Of all the wealthy Persian Gulf airlines, Etihad is the most hated. If it were an NFL quarterback, it’d be Tom Brady. Beautiful, award winning, and with the benefit of a supermodel pre-clearance facility in Abu Dhabi, the capital of the United Arab Emirates, and the city that owns the airline.
Lumped together with its rival Emirates Airlines in Dubai and Qatar Airways in Doha, the three gulf carriers are the death knell to the American fliers dominating the friendly skies. At least that is what American Airlines, Delta and United want the Department of Transportation to think.
Despite being the market leaders in international travel, the big-three airlines claim the U.A.E. and Qatar-based airlines are stealing their thunder. In terms of service, they sure are. But in terms of passenger traffic and market share, the American airlines still rule. That has not stopped them from trying to get the DoT to tweak the Open Skies rules in their favor.
They argue that while their home markets are open to competition from Etihad, Etihad’s market is not open to them. They have a point…try finding a Delta flight parked in Abu Dhabi. Etihad is as dominant a fixture there as Delta in Atlanta.
Yet, as the big-three try to convince the government to do away with some benefits such as Export-Import Bank loans and allowing them to open up hubs at U.S. airports, judging by the comments received by the DoT, Etihad has more fans than foes.
Tom Noonan, CEO of Visit Baltimore, was one of the people to write to the DoT in favor of the Gulf carriers. He wrote:
Visit Baltimore believes strongly that Open Skies agreements should be preserved.By providing more competition and increased capacity and choices in the air travel market, these agreements benefit individual consumers, the entire travel industry and America’s economy through visitor spending, tax generation and job creation.
They are essential to ensure continued growth in international travel to and from the U.S. including destinations like Baltimore. … An important factor driving recent increases in overall inbound international travel has been the increased competition from new service and new entrants into the American market from places like India, theMiddle East, Africa, and Southeast Asia.

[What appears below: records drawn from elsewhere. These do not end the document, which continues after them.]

//! Get/set/delete and enumeration over `serde_json::Value` trees.
//!
//! None of these functions clone or mutate their input unless handed a
//! `&mut Value`; callers that must keep an input intact work on a clone.

use super::path::{Segment, TreePath};
use crate::error::{MigrateError, Result};
use serde_json::{Map, Value};
use std::collections::BTreeSet;

/// Look up the value at `path`.
pub fn get<'a>(tree: &'a Value, path: &TreePath) -> Option<&'a Value> {
    path.segments()
        .iter()
        .try_fold(tree, |node, segment| match (node, segment) {
            (Value::Object(map), Segment::Key(key)) => map.get(key),
            (Value::Array(items), Segment::Index(idx)) => items.get(*idx),
            _ => None,
        })
}

fn get_mut<'a>(tree: &'a mut Value, segments: &[Segment]) -> Option<&'a mut Value> {
    segments
        .iter()
        .try_fold(tree, |node, segment| match (node, segment) {
            (Value::Object(map), Segment::Key(key)) => map.get_mut(key),
            (Value::Array(items), Segment::Index(idx)) => items.get_mut(*idx),
            _ => None,
        })
}

pub fn exists(tree: &Value, path: &TreePath) -> bool {
    get(tree, path).is_some()
}

/// Write `value` at `path`, creating missing intermediate mappings.
///
/// Sequence indices must already exist; descending through a scalar is an
/// error. Writing the root path replaces the whole tree.
pub fn set(tree: &mut Value, path: &TreePath, value: Value) -> Result<()> {
    let segments = path.segments();
    let Some((last, parents)) = segments.split_last() else {
        *tree = value;
        return Ok(());
    };

    let mut node = tree;
    for (depth, segment) in parents.iter().enumerate() {
        node = match (node, segment) {
            (Value::Object(map), Segment::Key(key)) => map
                .entry(key.clone())
                .or_insert_with(|| Value::Object(Map::new())),
            (Value::Array(items), Segment::Index(idx)) => {
                let len = items.len();
                items.get_mut(*idx).ok_or_else(|| {
                    MigrateError::tree(path, format!("index {} out of range (length {})", idx, len))
                })?
            }
            (other, segment) => {
                return Err(unreachable_segment(path, &segments[..depth], other, segment));
            }
        };
    }

    match (node, last) {
        (Value::Object(map), Segment::Key(key)) => {
            map.insert(key.clone(), value);
            Ok(())
        }
        (Value::Array(items), Segment::Index(idx)) => match items.get_mut(*idx) {
            Some(slot) => {
                *slot = value;
                Ok(())
            }
            None => Err(MigrateError::tree(path, format!("index {} out of range", idx))),
        },
        (other, segment) => Err(unreachable_segment(path, parents, other, segment)),
    }
}

fn unreachable_segment(
    path: &TreePath,
    at: &[Segment],
    node: &Value,
    segment: &Segment,
) -> MigrateError {
    let at = TreePath::from_segments(at.to_vec());
    let reason = match (node, segment) {
        (Value::Object(_), Segment::Index(idx)) => {
            format!("'{}' is a mapping, cannot take index {}", at, idx)
        }
        (Value::Array(_), Segment::Key(key)) => {
            format!("'{}' is a sequence, cannot take key '{}'", at, key)
        }
        _ => format!("'{}' is a {}, not a container", at, super::ValueKind::of(node)),
    };
    MigrateError::tree(path, reason)
}

/// Remove and return the value at `path`. Missing paths return `None`.
pub fn remove(tree: &mut Value, path: &TreePath) -> Option<Value> {
    let (last, parents) = path.segments().split_last()?;
    match (get_mut(tree, parents)?, last) {
        (Value::Object(map), Segment::Key(key)) => map.shift_remove(key),
        (Value::Array(items), Segment::Index(idx)) if *idx < items.len() => {
            Some(items.remove(*idx))
        }
        _ => None,
    }
}

/// Remove the value at `path`, then remove every ancestor container left
/// empty by the removal, walking upward until a non-empty one is found.
pub fn remove_and_prune(tree: &mut Value, path: &TreePath) -> Option<Value> {
    let removed = remove(tree, path)?;
    let mut current = path.parent();
    while let Some(ancestor) = current {
        if ancestor.is_root() {
            break;
        }
        let empty = match get(tree, &ancestor) {
            Some(Value::Object(map)) => map.is_empty(),
            Some(Value::Array(items)) => items.is_empty(),
            _ => false,
        };
        if !empty {
            break;
        }
        remove(tree, &ancestor);
        current = ancestor.parent();
    }
    Some(removed)
}

/// Every path reachable by descending mappings.
///
/// Sequence elements are not entered; a sequence contributes only its own
/// path. Empty mappings contribute their own path but nothing beneath.
pub fn all_paths(tree: &Value) -> BTreeSet<TreePath> {
    let mut paths = BTreeSet::new();
    collect_mapping_paths(tree, &TreePath::root(), &mut paths);
    paths
}

fn collect_mapping_paths(node: &Value, prefix: &TreePath, out: &mut BTreeSet<TreePath>) {
    if let Value::Object(map) = node {
        for (key, value) in map {
            let path = prefix.key(key.as_str());
            collect_mapping_paths(value, &path, out);
            out.insert(path);
        }
    }
}

/// Mapping paths plus the keys of mappings held in sequences.
///
/// This is the search space for relocated settings: a value that used to
/// live at `serviceAccount.name` may now live at `accounts[0].name`. Order
/// follows the tree (depth-first, document order).
pub fn searchable_paths(tree: &Value) -> Vec<TreePath> {
    let mut paths = Vec::new();
    collect_searchable(tree, &TreePath::root(), &mut paths);
    paths
}

fn collect_searchable(node: &Value, prefix: &TreePath, out: &mut Vec<TreePath>) {
    match node {
        Value::Object(map) => {
            for (key, value) in map {
                let path = prefix.key(key.as_str());
                out.push(path.clone());
                collect_searchable(value, &path, out);
            }
        }
        Value::Array(items) => {
            for (idx, item) in items.iter().enumerate() {
                if matches!(item, Value::Object(map) if !map.is_empty()) {
                    collect_searchable(item, &prefix.index(idx), out);
                }
            }
        }
        _ => {}
    }
}

/// Every non-mapping value reachable through mappings alone, with its path.
///
/// A sequence is a single field: its items are never entered, so no
/// returned path contains an index. Empty mappings are not fields.
pub fn fields(tree: &Value) -> Vec<(TreePath, &Value)> {
    let mut out = Vec::new();
    collect_fields(tree, TreePath::root(), &mut out);
    out
}

fn collect_fields<'a>(node: &'a Value, path: TreePath, out: &mut Vec<(TreePath, &'a Value)>) {
    match node {
        Value::Object(map) => {
            for (key, value) in map {
                collect_fields(value, path.key(key.as_str()), out);
            }
        }
        _ if path.is_root() => {}
        value => out.push((path, value)),
    }
}

/// Number of [`fields`] beneath `value`; zero for anything but a mapping.
pub fn count_fields(value: &Value) -> usize {
    fields(value).len()
}

/// Maximum nesting depth; a scalar root has depth 0.
pub fn max_depth(value: &Value) -> usize {
    match value {
        Value::Object(map) => 1 + map.values().map(max_depth).max().unwrap_or(0),
        Value::Array(items) => 1 + items.iter().map(max_depth).max().unwrap_or(0),
        _ => 0,
    }
}

/// Structural equality where numbers compare by value, so `30` equals `30.0`.
pub fn deep_equal(a: &Value, b: &Value) -> bool {
    match (a, b) {
        (Value::Number(x), Value::Number(y)) => match (x.as_i64(), y.as_i64()) {
            (Some(x), Some(y)) => x == y,
            _ => x.as_f64() == y.as_f64(),
        },
        (Value::Object(x), Value::Object(y)) => {
            x.len() == y.len()
                && x.iter()
                    .all(|(key, value)| y.get(key).is_some_and(|other| deep_equal(value, other)))
        }
        (Value::Array(x), Value::Array(y)) => {
            x.len() == y.len() && x.iter().zip(y).all(|(a, b)| deep_equal(a, b))
        }
        _ => a == b,
    }
}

Targeting these centers of global aviation and airlines like Emirates, Etihad, and Qatar Airways puts the entire Open Skies framework at risk. We need these carriers to help bring travelers to Baltimore and destinations throughout the country for business and leisure purposes. I urge you not to limit the Gulf carriers’ access to the U.S. Preserve Open Skies.”
American airline rivals also chimed in. The British Airways’ parent company, the International Airlines Group, said it supported Open Skies rules as is.
Competition is a fact of life for all our businesses; we believe that embracing it offers IAG the greatest opportunities to deliver profitable growth and shareholder value over the long term.
This includes markets where IAG competes successfully – i.e. profitably – with all three major Gulf carriers. British Airways has faced direct competition from Emirates for over 25 years.”
Open Skies agreements were designed to expand international passenger and cargo flights to the U.S. The agreements do this by eliminating government interference in the commercial decisions of air carriers.
The Tom Brady of foreign airlines has also made the tiny United Arab Emirates an important destination for American businesses.
Trade between the U.S. and the U.A.E. are on the rise over the last five years. The U.A.E. is now America’s largest export market in the Middle East, beating Washington’s favorite nation Israel.
Most of this is big ticket airport communications and satellite equipment from places like Raytheon, military items like aircraft, and security x-ray equipment for the new port being built in Abu Dhabi. Direct Abu-Dhabi flights from Boston, New York, Washington, Chicago and Houston make this much easier.
U.S. exports and foreign direct investment there rose from $3.6 billion in 2004 to $24.6 billion in 2013.
Moreover, despite claims by the U.S. airlines, the market for air travel from the U.S. to the Indian Sub-Continent has expanded significantly from 2009 to 2014 with U.S. airlines and their European partners actually flying 223,000 more passengers during that period. Etihad acquired Jet Airways in India two years ago. However, passengers flying to Mumbai can leave the U.S., stop over in Abu Dhabi, and then fly to Mumbai. On the return, they can clear customs in Abu Dhabi instead of in the U.S.
A report by Edgeworth Economics showed that routes where Etihad competes with the big three and their global alliance partners actually carried more passengers, despite having lost market share on certain routes due to increased competition.
Passenger numbers rose by 18% and market share fell 4.4% for fights between the U.S. and India between 2009 and 2014 when Etihad started traveling there. First and business class passenger volume from the U.S. to India rose 27%.
Kevin Knight, chief strategy officer at Etihad, called American airlines “arrogant” for trying to do away with current Open Skies regulations.
“The claims made by the three U. S. carriers that Etihad Airways and other Gulf carriers are damaging their business and taking ’their’ passengers, are not only false, but also arrogant,” he said. “They do not ‘own’ these passengers, nor do they do have a right to them.”
Etihad said it will file its response with the DoT this week.